> Task to carry out:
If a line contains "from the device", it is the last one to write out; begin with the first line of the records and copy each exactly.
── Extracted entries
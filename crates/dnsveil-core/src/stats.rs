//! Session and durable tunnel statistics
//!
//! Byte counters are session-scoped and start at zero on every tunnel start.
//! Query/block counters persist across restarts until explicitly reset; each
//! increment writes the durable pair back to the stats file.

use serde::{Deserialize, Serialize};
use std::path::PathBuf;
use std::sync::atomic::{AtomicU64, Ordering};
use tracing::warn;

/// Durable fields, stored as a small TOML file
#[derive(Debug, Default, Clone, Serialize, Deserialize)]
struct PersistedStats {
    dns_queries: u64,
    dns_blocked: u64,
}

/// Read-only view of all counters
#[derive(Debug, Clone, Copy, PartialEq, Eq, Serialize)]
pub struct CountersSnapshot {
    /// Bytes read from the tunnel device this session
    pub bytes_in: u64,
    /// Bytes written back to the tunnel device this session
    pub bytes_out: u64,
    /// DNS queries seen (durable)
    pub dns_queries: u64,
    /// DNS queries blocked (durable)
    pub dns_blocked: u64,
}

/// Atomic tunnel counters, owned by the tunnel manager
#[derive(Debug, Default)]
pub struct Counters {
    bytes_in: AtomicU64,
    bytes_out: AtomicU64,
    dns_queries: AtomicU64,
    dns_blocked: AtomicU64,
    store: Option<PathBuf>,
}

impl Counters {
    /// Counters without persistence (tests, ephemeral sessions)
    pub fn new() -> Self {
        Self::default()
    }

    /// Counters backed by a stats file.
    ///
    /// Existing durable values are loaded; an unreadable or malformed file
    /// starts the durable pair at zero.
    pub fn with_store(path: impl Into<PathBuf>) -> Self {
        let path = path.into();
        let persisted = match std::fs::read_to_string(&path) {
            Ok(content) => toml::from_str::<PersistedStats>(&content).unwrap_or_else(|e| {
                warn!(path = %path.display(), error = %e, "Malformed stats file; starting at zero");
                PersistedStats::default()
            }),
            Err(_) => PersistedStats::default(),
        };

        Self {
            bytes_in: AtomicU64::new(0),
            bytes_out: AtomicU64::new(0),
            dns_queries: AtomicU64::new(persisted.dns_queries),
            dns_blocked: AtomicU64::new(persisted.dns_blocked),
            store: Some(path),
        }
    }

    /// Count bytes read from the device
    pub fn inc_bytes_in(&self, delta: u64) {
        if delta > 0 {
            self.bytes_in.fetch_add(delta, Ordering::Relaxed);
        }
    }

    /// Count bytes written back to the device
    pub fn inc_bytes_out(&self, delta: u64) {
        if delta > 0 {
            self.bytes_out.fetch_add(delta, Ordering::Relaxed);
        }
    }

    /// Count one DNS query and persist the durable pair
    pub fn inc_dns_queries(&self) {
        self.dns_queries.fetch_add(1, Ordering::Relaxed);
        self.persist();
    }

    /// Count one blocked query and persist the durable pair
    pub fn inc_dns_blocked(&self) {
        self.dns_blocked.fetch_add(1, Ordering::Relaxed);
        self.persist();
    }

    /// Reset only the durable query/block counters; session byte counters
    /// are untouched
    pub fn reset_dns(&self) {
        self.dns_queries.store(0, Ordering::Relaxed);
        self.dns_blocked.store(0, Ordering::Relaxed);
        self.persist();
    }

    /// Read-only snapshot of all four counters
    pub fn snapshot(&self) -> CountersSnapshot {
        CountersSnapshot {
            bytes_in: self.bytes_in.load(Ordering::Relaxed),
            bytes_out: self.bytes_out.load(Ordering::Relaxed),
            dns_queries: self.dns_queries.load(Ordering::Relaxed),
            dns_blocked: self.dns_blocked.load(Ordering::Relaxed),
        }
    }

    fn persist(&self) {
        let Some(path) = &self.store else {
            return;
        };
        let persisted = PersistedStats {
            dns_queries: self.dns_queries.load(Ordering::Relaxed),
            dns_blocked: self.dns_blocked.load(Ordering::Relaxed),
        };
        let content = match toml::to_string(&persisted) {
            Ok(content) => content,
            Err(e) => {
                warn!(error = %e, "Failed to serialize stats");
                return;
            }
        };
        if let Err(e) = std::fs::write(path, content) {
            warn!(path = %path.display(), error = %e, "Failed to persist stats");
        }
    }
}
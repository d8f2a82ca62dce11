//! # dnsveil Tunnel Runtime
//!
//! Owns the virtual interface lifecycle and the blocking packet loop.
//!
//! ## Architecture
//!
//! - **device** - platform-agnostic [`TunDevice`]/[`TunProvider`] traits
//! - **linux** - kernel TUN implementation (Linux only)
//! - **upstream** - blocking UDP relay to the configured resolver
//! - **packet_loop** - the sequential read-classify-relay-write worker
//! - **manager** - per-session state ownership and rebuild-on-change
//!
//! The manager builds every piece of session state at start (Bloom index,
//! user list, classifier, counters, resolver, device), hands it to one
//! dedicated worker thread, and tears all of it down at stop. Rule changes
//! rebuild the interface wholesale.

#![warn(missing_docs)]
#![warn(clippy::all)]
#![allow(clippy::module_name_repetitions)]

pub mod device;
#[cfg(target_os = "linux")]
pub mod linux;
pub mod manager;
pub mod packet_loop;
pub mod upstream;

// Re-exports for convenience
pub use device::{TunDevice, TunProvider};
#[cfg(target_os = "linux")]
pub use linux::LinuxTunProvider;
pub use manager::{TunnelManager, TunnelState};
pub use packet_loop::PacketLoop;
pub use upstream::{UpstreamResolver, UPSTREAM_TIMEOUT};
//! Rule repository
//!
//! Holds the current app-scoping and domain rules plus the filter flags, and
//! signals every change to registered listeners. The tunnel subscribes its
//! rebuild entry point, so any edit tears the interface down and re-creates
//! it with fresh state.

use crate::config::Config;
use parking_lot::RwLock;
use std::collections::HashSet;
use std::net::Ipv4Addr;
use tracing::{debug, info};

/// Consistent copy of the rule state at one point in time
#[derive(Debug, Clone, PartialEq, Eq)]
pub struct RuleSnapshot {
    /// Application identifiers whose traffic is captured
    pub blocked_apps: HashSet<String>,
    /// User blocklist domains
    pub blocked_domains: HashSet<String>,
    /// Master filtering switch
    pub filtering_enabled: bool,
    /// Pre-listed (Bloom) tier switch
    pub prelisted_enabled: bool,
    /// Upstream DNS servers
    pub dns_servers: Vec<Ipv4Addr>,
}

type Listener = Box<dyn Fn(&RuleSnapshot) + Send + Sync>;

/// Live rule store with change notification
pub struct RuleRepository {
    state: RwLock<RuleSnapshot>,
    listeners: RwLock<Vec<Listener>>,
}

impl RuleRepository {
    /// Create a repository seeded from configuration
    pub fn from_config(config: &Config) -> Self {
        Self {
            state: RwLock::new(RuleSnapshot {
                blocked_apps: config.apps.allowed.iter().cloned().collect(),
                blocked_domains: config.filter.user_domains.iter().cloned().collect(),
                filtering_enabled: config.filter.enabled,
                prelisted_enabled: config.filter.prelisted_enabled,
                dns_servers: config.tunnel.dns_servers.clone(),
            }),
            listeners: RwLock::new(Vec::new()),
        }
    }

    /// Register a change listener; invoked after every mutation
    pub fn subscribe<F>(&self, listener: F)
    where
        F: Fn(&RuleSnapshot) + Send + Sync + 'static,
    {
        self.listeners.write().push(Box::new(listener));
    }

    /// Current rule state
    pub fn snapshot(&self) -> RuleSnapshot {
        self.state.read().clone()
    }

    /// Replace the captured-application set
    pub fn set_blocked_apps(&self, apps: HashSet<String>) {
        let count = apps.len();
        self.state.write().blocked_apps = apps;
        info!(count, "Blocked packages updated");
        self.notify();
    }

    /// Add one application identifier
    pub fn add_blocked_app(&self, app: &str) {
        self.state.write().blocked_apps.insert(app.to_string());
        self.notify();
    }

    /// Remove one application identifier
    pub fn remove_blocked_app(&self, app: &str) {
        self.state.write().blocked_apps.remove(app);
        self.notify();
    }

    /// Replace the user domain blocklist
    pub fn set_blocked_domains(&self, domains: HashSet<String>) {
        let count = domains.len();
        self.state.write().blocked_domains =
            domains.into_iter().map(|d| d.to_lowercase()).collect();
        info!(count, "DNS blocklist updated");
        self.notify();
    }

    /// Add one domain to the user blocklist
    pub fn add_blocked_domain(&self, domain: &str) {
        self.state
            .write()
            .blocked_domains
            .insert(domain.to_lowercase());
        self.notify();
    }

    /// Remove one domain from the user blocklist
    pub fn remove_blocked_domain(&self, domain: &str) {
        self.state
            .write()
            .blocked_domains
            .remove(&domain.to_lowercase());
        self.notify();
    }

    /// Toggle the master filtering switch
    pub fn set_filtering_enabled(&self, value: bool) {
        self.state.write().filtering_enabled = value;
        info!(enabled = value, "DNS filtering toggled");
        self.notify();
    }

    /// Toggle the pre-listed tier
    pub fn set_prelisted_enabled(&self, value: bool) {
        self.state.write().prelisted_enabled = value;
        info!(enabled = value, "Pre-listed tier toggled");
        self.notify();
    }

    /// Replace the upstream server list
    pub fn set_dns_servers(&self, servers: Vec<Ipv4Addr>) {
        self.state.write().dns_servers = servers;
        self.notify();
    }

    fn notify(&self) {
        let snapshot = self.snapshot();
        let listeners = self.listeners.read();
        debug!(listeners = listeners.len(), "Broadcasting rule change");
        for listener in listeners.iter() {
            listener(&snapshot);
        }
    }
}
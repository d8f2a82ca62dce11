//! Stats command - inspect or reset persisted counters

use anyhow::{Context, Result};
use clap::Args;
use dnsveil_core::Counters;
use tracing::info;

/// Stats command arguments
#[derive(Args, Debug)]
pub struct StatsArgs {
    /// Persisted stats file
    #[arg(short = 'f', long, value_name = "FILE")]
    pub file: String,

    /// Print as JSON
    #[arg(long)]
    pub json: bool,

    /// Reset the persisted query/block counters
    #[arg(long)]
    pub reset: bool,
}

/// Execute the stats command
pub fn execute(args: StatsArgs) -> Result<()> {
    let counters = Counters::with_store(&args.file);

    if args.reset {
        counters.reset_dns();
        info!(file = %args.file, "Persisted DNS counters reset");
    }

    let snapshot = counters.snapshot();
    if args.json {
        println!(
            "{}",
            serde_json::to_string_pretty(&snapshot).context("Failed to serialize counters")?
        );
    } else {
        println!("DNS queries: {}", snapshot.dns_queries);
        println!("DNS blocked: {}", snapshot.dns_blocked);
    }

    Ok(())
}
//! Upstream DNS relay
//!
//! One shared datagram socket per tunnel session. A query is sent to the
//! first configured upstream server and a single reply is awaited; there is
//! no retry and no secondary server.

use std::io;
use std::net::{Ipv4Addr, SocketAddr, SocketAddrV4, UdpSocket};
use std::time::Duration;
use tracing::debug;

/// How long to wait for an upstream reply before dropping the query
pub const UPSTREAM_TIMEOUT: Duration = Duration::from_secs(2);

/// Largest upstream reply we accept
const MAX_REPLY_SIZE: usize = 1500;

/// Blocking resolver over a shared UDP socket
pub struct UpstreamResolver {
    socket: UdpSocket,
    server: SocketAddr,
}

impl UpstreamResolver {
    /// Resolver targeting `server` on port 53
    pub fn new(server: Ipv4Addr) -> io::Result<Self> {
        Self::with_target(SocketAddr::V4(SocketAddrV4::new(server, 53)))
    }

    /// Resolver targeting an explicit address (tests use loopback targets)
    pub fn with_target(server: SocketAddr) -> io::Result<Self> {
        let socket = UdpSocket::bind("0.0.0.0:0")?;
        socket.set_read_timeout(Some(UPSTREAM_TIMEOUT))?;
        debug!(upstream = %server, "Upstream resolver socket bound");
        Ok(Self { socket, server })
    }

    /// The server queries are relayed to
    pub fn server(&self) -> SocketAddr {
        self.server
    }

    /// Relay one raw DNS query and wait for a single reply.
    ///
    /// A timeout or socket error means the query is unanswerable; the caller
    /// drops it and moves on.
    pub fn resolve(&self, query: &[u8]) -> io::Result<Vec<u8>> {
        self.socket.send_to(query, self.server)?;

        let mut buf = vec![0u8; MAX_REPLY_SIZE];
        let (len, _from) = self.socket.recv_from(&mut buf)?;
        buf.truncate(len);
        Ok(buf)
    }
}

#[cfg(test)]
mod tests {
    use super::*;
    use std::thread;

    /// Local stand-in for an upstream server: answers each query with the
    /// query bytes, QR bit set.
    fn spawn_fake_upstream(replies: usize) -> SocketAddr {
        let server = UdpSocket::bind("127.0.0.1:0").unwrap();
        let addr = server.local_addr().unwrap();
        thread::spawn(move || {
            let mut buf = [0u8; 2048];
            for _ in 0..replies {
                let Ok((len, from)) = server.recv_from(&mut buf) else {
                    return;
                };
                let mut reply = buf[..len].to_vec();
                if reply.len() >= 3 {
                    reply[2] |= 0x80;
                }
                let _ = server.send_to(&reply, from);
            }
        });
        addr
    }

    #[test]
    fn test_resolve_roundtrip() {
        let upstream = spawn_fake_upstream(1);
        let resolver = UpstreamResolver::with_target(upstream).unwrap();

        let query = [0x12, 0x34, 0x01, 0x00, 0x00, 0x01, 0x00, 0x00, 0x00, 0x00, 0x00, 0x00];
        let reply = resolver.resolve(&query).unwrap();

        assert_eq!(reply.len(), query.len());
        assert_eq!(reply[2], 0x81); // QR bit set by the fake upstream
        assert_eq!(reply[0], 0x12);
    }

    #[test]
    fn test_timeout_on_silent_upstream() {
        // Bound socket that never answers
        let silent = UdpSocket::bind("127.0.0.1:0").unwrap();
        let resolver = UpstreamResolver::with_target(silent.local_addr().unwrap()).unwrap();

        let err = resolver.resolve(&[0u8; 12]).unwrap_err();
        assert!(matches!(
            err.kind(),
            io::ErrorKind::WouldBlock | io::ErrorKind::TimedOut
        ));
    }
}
────
> Solved exercise:
filename crates/dnsveil-core/src/stats.rs
//! Session and durable tunnel statistics
//!
//! Byte counters are session-scoped and start at zero on every tunnel start.
//! Query/block counters persist across restarts until explicitly reset; each
//! increment writes the durable pair back to the stats file.

use serde::{Deserialize, Serialize};
use std::path::PathBuf;
use std::sync::atomic::{AtomicU64, Ordering};
use tracing::warn;

/// Durable fields, stored as a small TOML file
#[derive(Debug, Default, Clone, Serialize, Deserialize)]
struct PersistedStats {
    dns_queries: u64,
    dns_blocked: u64,
}

/// Read-only view of all counters
#[derive(Debug, Clone, Copy, PartialEq, Eq, Serialize)]
pub struct CountersSnapshot {
    /// Bytes read from the tunnel device this session
    pub bytes_in: u64,
    /// Bytes written back to the tunnel device this session
    pub bytes_out: u64,
    /// DNS queries seen (durable)
    pub dns_queries: u64,
    /// DNS queries blocked (durable)
    pub dns_blocked: u64,
}

/// Atomic tunnel counters, owned by the tunnel manager
#[derive(Debug, Default)]
pub struct Counters {
    bytes_in: AtomicU64,
    bytes_out: AtomicU64,
    dns_queries: AtomicU64,
    dns_blocked: AtomicU64,
    store: Option<PathBuf>,
}

impl Counters {
    /// Counters without persistence (tests, ephemeral sessions)
    pub fn new() -> Self {
        Self::default()
    }

    /// Counters backed by a stats file.
    ///
    /// Existing durable values are loaded; an unreadable or malformed file
    /// starts the durable pair at zero.
    pub fn with_store(path: impl Into<PathBuf>) -> Self {
        let path = path.into();
        let persisted = match std::fs::read_to_string(&path) {
            Ok(content) => toml::from_str::<PersistedStats>(&content).unwrap_or_else(|e| {
                warn!(path = %path.display(), error = %e, "Malformed stats file; starting at zero");
                PersistedStats::default()
            }),
            Err(_) => PersistedStats::default(),
        };

        Self {
            bytes_in: AtomicU64::new(0),
            bytes_out: AtomicU64::new(0),
            dns_queries: AtomicU64::new(persisted.dns_queries),
            dns_blocked: AtomicU64::new(persisted.dns_blocked),
            store: Some(path),
        }
    }

    /// Count bytes read from the device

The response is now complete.